The problem--or A problem--that muddies the waters and leads to some confusion on this issue is that when you compare very long events to shorter "long-distance" events--Tour and marathon to 10,000/5000/1500, for example, you have other "ways and means" to improve performance of the former that either have no effect or can't be employed with the latter. You can improve marathon performance with faster courses, not so track races. You can improve marathons/Tours with ketone supplementation; these don't help shorter events nearly as much. You can improve marathons by having them run in very specific, relatively cold temperatures that they used to be run in much less frequently; track races benefit from higher temps that they have long been run in. You can improve marathons by using rabbiting techniques that...have long been used in track races. You can improve marathons/Tours with cortisone and other catabolic steroids; these have far more of an effect on extremely long events where "bonking" or "hitting the wall" is an issue than on ones where lack of glycogen is never an issue. You can improve marathons/Tours with glycerol; this has less of/no effect on shorter events because dehydration is less of a problem in a 5000...And so on... -
lol lol lol lol wrote:
wejo wrote:
We were talking today and I was saying I thought I had seen a thread saying EPO would help mid-distance runners more than long distance runners because they are competing closer to their max.

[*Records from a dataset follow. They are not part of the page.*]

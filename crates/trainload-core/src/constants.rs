// ABOUTME: Engine-wide constants for time conversion, smoothing windows and alert lookbacks
// ABOUTME: Centralizes day counts so the load walk and alert assembly agree on calendar spans
//
// SPDX-License-Identifier: MIT OR Apache-2.0
// Copyright (c) 2025 Pierre Fitness Intelligence

//! Constants shared by the engine crate and its callers.

/// Time conversion constants
pub mod time_constants {
    /// Seconds in one hour
    pub const SECONDS_PER_HOUR_F64: f64 = 3600.0;

    /// Calendar days in one week
    pub const DAYS_PER_WEEK: i64 = 7;
}

/// Exponential load model time constants
///
/// Downstream alert thresholds (ramp rate, detraining balance) assume these
/// values, so they are constants rather than environment settings.
pub mod load_model {
    /// Chronic load ("fitness") time constant in days
    pub const CHRONIC_TIME_CONSTANT_DAYS: u32 = 42;

    /// Acute load ("fatigue") time constant in days
    pub const ACUTE_TIME_CONSTANT_DAYS: u32 = 7;
}

/// Normalized power defaults
pub mod normalized_power {
    /// Rolling window length in seconds
    pub const WINDOW_SECONDS: f64 = 30.0;

    /// Sample interval of a standard 1 Hz power stream
    pub const DEFAULT_SAMPLE_INTERVAL_SECONDS: f64 = 1.0;
}

/// Calendar windows used when assembling alert inputs from a raw history
pub mod alert_windows {
    /// Days summed for the current weekly score (ending on the reference date)
    pub const WEEKLY_WINDOW_DAYS: i64 = 7;

    /// Maximum number of weeks averaged for the weekly baseline
    pub const BASELINE_WEEKS: i64 = 4;

    /// Days of samples handed to the rest-needed rule
    pub const RECENT_WINDOW_DAYS: i64 = 14;

    /// Lookback for the prior chronic load compared by the ramp-rate rule
    pub const RAMP_LOOKBACK_DAYS: i64 = 7;
}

Does anyone remember the thread or the concept? Am I off base?
The concept does not make sense; while running a 10,000 as fast as possible requires one run at a lower % of whatever "max" one is referring to, this pace is still limited by those "maxes" and is a percentage of them. Best to simply think of EPO and related drugs and techniques as boosting aerobic performance abilities rather than anaerobic ones; the more aerobic an event (Read: longer) the greater the ability of EPO to boost performance. Tour de France > marathon > 5000 > 400 >100 (and all of those, with the exception of the 100, benefit from EPO and friends).
The problem--or A problem--that muddies the waters and leads to some confusion on this issue is that when you compare very long events to shorter "long-distance" events--Tour and marathon to 10,000/5000/1500, for example, you have other "ways and means" to improve performance of the former that either have no effect or can't be employed with the latter. You can improve marathon performance with faster courses, not so track races. You can improve marathons/Tours with ketone supplementation; these don't help shorter events nearly as much. You can improve marathons by having them run in very specific, relatively cold temperatures that they used to be run in much less frequently; track races benefit from higher temps that they have long been run in. You can improve marathons by using rabbiting techniques that...have long been used in track races. You can improve marathons/Tours with cortisone and other catabolic steroids; these have far more of an effect on extremely long events where "bonking" or "hitting the wall" is an issue than on ones where lack of glycogen is never an issue. You can improve marathons/Tours with glycerol; this has less of/no effect on shorter events because dehydration is less of a problem in a 5000...And so on...
Clearly you didn't even read the posts above you, you're just rambling from ignorance.